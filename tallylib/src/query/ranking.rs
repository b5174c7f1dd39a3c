//! Ranking: order a league's teams into standings.
//!
//! Teams are ordered by points, highest first. Where two adjacent teams are
//! level on points, the tie-break puts the lexicographically greater name
//! first. The tie-break is a single left-to-right pass over adjacent pairs,
//! re-running the points sort before each comparison, so a run of three or
//! more level teams is not necessarily fully name-sorted:
//!
//! ```text
//! level on points, first-seen order:  Alpha Beta Gamma
//! after the pass:                     Beta Gamma Alpha
//! ```

use serde::{Deserialize, Serialize};

use crate::data::{League, Team};

/// Teams in final table order.
#[derive(Debug, Clone, Default, PartialEq, Eq, Serialize, Deserialize)]
pub struct Standings {
    pub teams: Vec<Team>,
}

impl Standings {
    pub fn len(&self) -> usize {
        self.teams.len()
    }

    pub fn is_empty(&self) -> bool {
        self.teams.is_empty()
    }

    pub fn iter(&self) -> std::slice::Iter<'_, Team> {
        self.teams.iter()
    }

    /// 1-based table position of a team.
    pub fn position(&self, name: &str) -> Option<usize> {
        self.teams.iter().position(|t| t.name == name).map(|p| p + 1)
    }
}

impl<'a> IntoIterator for &'a Standings {
    type Item = &'a Team;
    type IntoIter = std::slice::Iter<'a, Team>;

    fn into_iter(self) -> Self::IntoIter {
        self.teams.iter()
    }
}

/// Rank a league's teams.
pub fn rank(league: &League) -> Standings {
    rank_teams(league.teams().to_vec())
}

/// Rank an arbitrary list of teams; equal points keep their given order
/// until the tie-break pass.
pub fn rank_teams(mut teams: Vec<Team>) -> Standings {
    sort_by_points(&mut teams);
    break_ties(&mut teams);
    Standings { teams }
}

/// Stable sort, highest points first.
fn sort_by_points(teams: &mut [Team]) {
    teams.sort_by(|a, b| b.points().cmp(&a.points()));
}

fn break_ties(teams: &mut [Team]) {
    for i in 0..teams.len().saturating_sub(1) {
        sort_by_points(teams);
        let (left, right) = (&teams[i], &teams[i + 1]);
        if left.points() == right.points() && left.name < right.name {
            teams.swap(i, i + 1);
        }
    }
}
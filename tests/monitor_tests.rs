//! End-to-end monitor behavior against a mock sensor, driven on tokio's
//! paused clock.

use std::sync::Arc;
use std::time::Duration;

use dripwatch::hardware::{DripSensor, EdgeSource, Level};
use dripwatch::hub::BroadcastHub;
use dripwatch::monitor::{blockage, evaluator, AlertState, MonitorState};
use dripwatch::testkit::{FailingLevelSensor, MockSensor};

struct Fixture {
    sensor: Arc<MockSensor>,
    state: Arc<MonitorState>,
    hub: Arc<BroadcastHub>,
    tasks: Vec<tokio::task::JoinHandle<()>>,
}

impl Fixture {
    /// Wire edge callback, blockage watcher and evaluator the way the app
    /// orchestrator does.
    fn start() -> Self {
        let sensor = Arc::new(MockSensor::new());
        let state = Arc::new(MonitorState::new());
        let hub = Arc::new(BroadcastHub::new());

        let callback_state = Arc::clone(&state);
        sensor
            .subscribe_falling(Box::new(move || callback_state.stats().record_drop()))
            .expect("mock subscribe");

        let tasks = vec![
            tokio::spawn(blockage::watch_level(
                Arc::clone(&sensor) as Arc<dyn DripSensor>,
                Arc::clone(&state),
            )),
            tokio::spawn(evaluator::run(Arc::clone(&state), Arc::clone(&hub))),
        ];

        Self {
            sensor,
            state,
            hub,
            tasks,
        }
    }
}

impl Drop for Fixture {
    fn drop(&mut self) {
        for task in &self.tasks {
            task.abort();
        }
    }
}

#[tokio::test(start_paused = true)]
async fn steady_dripping_reads_normal_with_correct_rate() {
    let fixture = Fixture::start();
    let (_id, mut rx) = fixture.hub.register();

    // One drop every 2 seconds = 30 drops/min.
    for _ in 0..4 {
        tokio::time::sleep(Duration::from_secs(2)).await;
        fixture.sensor.fire_edge();
    }

    assert_eq!(fixture.state.alert(), AlertState::Normal);
    let snap = fixture.state.stats().snapshot();
    assert_eq!(snap.drop_count, 4);
    assert!((snap.drip_rate - 30.0).abs() < 0.5);

    // Drain to the most recent push; it must carry the normal status.
    let mut latest = None;
    while let Ok(text) = rx.try_recv() {
        latest = Some(text);
    }
    assert_eq!(latest.unwrap(), "Drip rate: 30 drops/min");
}

#[tokio::test(start_paused = true)]
async fn silent_line_goes_stopped_within_a_cycle() {
    let fixture = Fixture::start();

    tokio::time::sleep(Duration::from_millis(6100)).await;

    assert_eq!(fixture.state.alert(), AlertState::Stopped);
    assert_eq!(fixture.state.status_message(), "ALERT: Drip stopped!");
}

#[tokio::test(start_paused = true)]
async fn continuous_reflection_goes_blocked_and_recovers() {
    let fixture = Fixture::start();

    fixture.sensor.set_level(Level::Low);
    tokio::time::sleep(Duration::from_millis(4500)).await;
    assert_eq!(fixture.state.alert(), AlertState::Blocked);
    assert_eq!(fixture.state.status_message(), "ALERT: Drip too fast");

    // Level change releases the latch; with a recent drop the line is
    // normal again on the next cycle.
    fixture.sensor.set_level(Level::High);
    fixture.sensor.fire_edge();
    tokio::time::sleep(Duration::from_millis(1500)).await;
    assert_eq!(fixture.state.alert(), AlertState::Normal);
}

#[tokio::test(start_paused = true)]
async fn blocked_outranks_stopped() {
    let fixture = Fixture::start();

    // No drops at all AND a continuously low level: blocked wins.
    fixture.sensor.set_level(Level::Low);
    tokio::time::sleep(Duration::from_secs(10)).await;

    assert_eq!(fixture.state.alert(), AlertState::Blocked);
}

#[tokio::test(start_paused = true)]
async fn failing_level_reads_never_latch_a_blockage() {
    let sensor = Arc::new(FailingLevelSensor);
    let state = Arc::new(MonitorState::new());

    let watcher = tokio::spawn(blockage::watch_level(sensor, Arc::clone(&state)));

    tokio::time::sleep(Duration::from_secs(5)).await;
    assert!(!state.is_blocked());

    watcher.abort();
}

Directions for this task: Search the entries for the word "recent" and copy every line that holds it.

Answer for the task:
    // Drain to the most recent push; it must carry the normal status.
    // Level change releases the latch; with a recent drop the line is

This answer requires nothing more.